● Data for this task
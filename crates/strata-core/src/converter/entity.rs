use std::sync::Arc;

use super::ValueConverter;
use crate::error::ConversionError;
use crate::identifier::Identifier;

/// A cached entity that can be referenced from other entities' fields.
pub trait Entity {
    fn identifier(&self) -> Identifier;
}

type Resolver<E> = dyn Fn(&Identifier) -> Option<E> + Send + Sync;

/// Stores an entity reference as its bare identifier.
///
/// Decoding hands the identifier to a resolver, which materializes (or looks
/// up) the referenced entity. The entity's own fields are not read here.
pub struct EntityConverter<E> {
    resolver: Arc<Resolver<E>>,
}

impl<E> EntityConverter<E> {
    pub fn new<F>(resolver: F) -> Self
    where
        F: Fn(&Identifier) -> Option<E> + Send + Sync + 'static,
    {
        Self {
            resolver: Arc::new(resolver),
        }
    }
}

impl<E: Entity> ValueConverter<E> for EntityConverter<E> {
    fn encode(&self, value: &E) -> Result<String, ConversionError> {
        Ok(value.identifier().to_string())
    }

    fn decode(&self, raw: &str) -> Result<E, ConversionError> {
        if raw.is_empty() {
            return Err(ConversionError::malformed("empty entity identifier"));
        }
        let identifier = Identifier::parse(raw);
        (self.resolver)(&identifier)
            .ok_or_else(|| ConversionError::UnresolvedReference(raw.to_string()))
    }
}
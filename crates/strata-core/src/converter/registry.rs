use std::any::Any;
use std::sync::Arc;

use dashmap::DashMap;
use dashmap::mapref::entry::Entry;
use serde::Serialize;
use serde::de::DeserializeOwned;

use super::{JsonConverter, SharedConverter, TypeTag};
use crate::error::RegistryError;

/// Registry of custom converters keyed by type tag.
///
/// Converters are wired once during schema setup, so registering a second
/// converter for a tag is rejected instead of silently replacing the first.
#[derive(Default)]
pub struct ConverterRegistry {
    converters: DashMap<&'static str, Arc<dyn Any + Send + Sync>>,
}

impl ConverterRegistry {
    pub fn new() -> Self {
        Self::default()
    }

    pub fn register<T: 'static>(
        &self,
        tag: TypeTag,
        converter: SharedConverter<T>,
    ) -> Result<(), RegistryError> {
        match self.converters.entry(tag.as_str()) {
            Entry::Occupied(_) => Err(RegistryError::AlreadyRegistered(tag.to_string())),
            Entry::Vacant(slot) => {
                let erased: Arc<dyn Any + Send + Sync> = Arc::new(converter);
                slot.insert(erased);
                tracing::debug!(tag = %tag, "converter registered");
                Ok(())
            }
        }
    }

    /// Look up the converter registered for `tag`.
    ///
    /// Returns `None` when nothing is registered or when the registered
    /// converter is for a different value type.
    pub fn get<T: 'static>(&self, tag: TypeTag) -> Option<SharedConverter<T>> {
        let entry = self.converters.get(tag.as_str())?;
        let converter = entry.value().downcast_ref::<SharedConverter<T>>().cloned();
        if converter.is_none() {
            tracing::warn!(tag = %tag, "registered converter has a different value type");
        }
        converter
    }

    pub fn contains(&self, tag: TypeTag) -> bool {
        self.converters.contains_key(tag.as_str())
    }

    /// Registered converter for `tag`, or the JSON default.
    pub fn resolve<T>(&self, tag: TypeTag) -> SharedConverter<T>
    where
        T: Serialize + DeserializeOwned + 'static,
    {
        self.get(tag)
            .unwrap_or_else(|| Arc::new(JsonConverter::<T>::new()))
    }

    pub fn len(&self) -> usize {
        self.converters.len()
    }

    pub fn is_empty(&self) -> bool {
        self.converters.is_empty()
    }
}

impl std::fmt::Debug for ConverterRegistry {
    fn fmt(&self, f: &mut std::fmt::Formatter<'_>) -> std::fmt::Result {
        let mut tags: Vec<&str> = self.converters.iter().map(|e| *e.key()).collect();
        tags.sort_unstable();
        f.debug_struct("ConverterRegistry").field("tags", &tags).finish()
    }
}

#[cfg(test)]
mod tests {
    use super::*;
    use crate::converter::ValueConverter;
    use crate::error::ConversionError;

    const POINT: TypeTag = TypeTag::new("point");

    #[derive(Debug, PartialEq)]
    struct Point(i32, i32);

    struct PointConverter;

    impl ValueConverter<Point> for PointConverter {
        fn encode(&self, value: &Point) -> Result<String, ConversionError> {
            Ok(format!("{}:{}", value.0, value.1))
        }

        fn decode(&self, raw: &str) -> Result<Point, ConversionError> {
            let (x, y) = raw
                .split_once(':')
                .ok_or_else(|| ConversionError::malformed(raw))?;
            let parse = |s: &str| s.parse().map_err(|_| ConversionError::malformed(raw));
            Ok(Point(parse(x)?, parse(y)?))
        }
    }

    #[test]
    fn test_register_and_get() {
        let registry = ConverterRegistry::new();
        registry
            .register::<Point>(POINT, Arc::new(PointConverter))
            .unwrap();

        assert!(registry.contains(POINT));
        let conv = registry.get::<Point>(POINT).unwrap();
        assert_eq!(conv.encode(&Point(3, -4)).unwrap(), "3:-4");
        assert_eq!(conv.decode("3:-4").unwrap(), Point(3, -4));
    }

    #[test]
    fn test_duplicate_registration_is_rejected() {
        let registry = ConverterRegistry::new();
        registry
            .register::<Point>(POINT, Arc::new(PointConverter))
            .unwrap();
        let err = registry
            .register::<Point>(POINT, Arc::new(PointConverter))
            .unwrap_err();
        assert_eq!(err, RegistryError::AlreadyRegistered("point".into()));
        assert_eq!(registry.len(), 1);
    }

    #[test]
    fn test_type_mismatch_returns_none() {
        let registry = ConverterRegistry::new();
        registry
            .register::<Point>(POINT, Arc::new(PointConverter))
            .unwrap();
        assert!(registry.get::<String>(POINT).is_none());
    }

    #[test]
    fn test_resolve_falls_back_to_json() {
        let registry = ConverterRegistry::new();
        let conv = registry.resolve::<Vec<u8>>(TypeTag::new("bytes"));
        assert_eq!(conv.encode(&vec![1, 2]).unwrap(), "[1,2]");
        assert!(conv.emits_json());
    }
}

● Problem description
Recreate the listing word for word, omitting nothing.

● Written response
filename crates/strata-core/src/converter/entity.rs
use std::sync::Arc;

use super::ValueConverter;
use crate::error::ConversionError;
use crate::identifier::Identifier;

/// A cached entity that can be referenced from other entities' fields.
pub trait Entity {
    fn identifier(&self) -> Identifier;
}

type Resolver<E> = dyn Fn(&Identifier) -> Option<E> + Send + Sync;

/// Stores an entity reference as its bare identifier.
///
/// Decoding hands the identifier to a resolver, which materializes (or looks
/// up) the referenced entity. The entity's own fields are not read here.
pub struct EntityConverter<E> {
    resolver: Arc<Resolver<E>>,
}

impl<E> EntityConverter<E> {
    pub fn new<F>(resolver: F) -> Self
    where
        F: Fn(&Identifier) -> Option<E> + Send + Sync + 'static,
    {
        Self {
            resolver: Arc::new(resolver),
        }
    }
}

impl<E: Entity> ValueConverter<E> for EntityConverter<E> {
    fn encode(&self, value: &E) -> Result<String, ConversionError> {
        Ok(value.identifier().to_string())
    }

    fn decode(&self, raw: &str) -> Result<E, ConversionError> {
        if raw.is_empty() {
            return Err(ConversionError::malformed("empty entity identifier"));
        }
        let identifier = Identifier::parse(raw);
        (self.resolver)(&identifier)
            .ok_or_else(|| ConversionError::UnresolvedReference(raw.to_string()))
    }
}
filename crates/strata-core/src/converter/registry.rs
use std::any::Any;
use std::sync::Arc;

use dashmap::DashMap;
use dashmap::mapref::entry::Entry;
use serde::Serialize;
use serde::de::DeserializeOwned;

use super::{JsonConverter, SharedConverter, TypeTag};
use crate::error::RegistryError;

/// Registry of custom converters keyed by type tag.
///
/// Converters are wired once during schema setup, so registering a second
/// converter for a tag is rejected instead of silently replacing the first.
#[derive(Default)]
pub struct ConverterRegistry {
    converters: DashMap<&'static str, Arc<dyn Any + Send + Sync>>,
}

impl ConverterRegistry {
    pub fn new() -> Self {
        Self::default()
    }

    pub fn register<T: 'static>(
        &self,
        tag: TypeTag,
        converter: SharedConverter<T>,
    ) -> Result<(), RegistryError> {
        match self.converters.entry(tag.as_str()) {
            Entry::Occupied(_) => Err(RegistryError::AlreadyRegistered(tag.to_string())),
            Entry::Vacant(slot) => {
                let erased: Arc<dyn Any + Send + Sync> = Arc::new(converter);
                slot.insert(erased);
                tracing::debug!(tag = %tag, "converter registered");
                Ok(())
            }
        }
    }

    /// Look up the converter registered for `tag`.
    ///
    /// Returns `None` when nothing is registered or when the registered
    /// converter is for a different value type.
    pub fn get<T: 'static>(&self, tag: TypeTag) -> Option<SharedConverter<T>> {
        let entry = self.converters.get(tag.as_str())?;
        let converter = entry.value().downcast_ref::<SharedConverter<T>>().cloned();
        if converter.is_none() {
            tracing::warn!(tag = %tag, "registered converter has a different value type");
        }
        converter
    }

    pub fn contains(&self, tag: TypeTag) -> bool {
        self.converters.contains_key(tag.as_str())
    }

    /// Registered converter for `tag`, or the JSON default.
    pub fn resolve<T>(&self, tag: TypeTag) -> SharedConverter<T>
    where
        T: Serialize + DeserializeOwned + 'static,
    {
        self.get(tag)
            .unwrap_or_else(|| Arc::new(JsonConverter::<T>::new()))
    }

    pub fn len(&self) -> usize {
        self.converters.len()
    }

    pub fn is_empty(&self) -> bool {
        self.converters.is_empty()
    }
}

impl std::fmt::Debug for ConverterRegistry {
    fn fmt(&self, f: &mut std::fmt::Formatter<'_>) -> std::fmt::Result {
        let mut tags: Vec<&str> = self.converters.iter().map(|e| *e.key()).collect();
        tags.sort_unstable();
        f.debug_struct("ConverterRegistry").field("tags", &tags).finish()
    }
}

#[cfg(test)]
mod tests {
    use super::*;
    use crate::converter::ValueConverter;
    use crate::error::ConversionError;

    const POINT: TypeTag = TypeTag::new("point");

    #[derive(Debug, PartialEq)]
    struct Point(i32, i32);

    struct PointConverter;

    impl ValueConverter<Point> for PointConverter {
        fn encode(&self, value: &Point) -> Result<String, ConversionError> {
            Ok(format!("{}:{}", value.0, value.1))
        }

        fn decode(&self, raw: &str) -> Result<Point, ConversionError> {
            let (x, y) = raw
                .split_once(':')
                .ok_or_else(|| ConversionError::malformed(raw))?;
            let parse = |s: &str| s.parse().map_err(|_| ConversionError::malformed(raw));
            Ok(Point(parse(x)?, parse(y)?))
        }
    }

    #[test]
    fn test_register_and_get() {
        let registry = ConverterRegistry::new();
        registry
            .register::<Point>(POINT, Arc::new(PointConverter))
            .unwrap();

        assert!(registry.contains(POINT));
        let conv = registry.get::<Point>(POINT).unwrap();
        assert_eq!(conv.encode(&Point(3, -4)).unwrap(), "3:-4");
        assert_eq!(conv.decode("3:-4").unwrap(), Point(3, -4));
    }

    #[test]
    fn test_duplicate_registration_is_rejected() {
        let registry = ConverterRegistry::new();
        registry
            .register::<Point>(POINT, Arc::new(PointConverter))
            .unwrap();
        let err = registry
            .register::<Point>(POINT, Arc::new(PointConverter))
            .unwrap_err();
        assert_eq!(err, RegistryError::AlreadyRegistered("point".into()));
        assert_eq!(registry.len(), 1);
    }

    #[test]
    fn test_type_mismatch_returns_none() {
        let registry = ConverterRegistry::new();
        registry
            .register::<Point>(POINT, Arc::new(PointConverter))
            .unwrap();
        assert!(registry.get::<String>(POINT).is_none());
    }

    #[test]
    fn test_resolve_falls_back_to_json() {
        let registry = ConverterRegistry::new();
        let conv = registry.resolve::<Vec<u8>>(TypeTag::new("bytes"));
        assert_eq!(conv.encode(&vec![1, 2]).unwrap(), "[1,2]");
        assert!(conv.emits_json());
    }
}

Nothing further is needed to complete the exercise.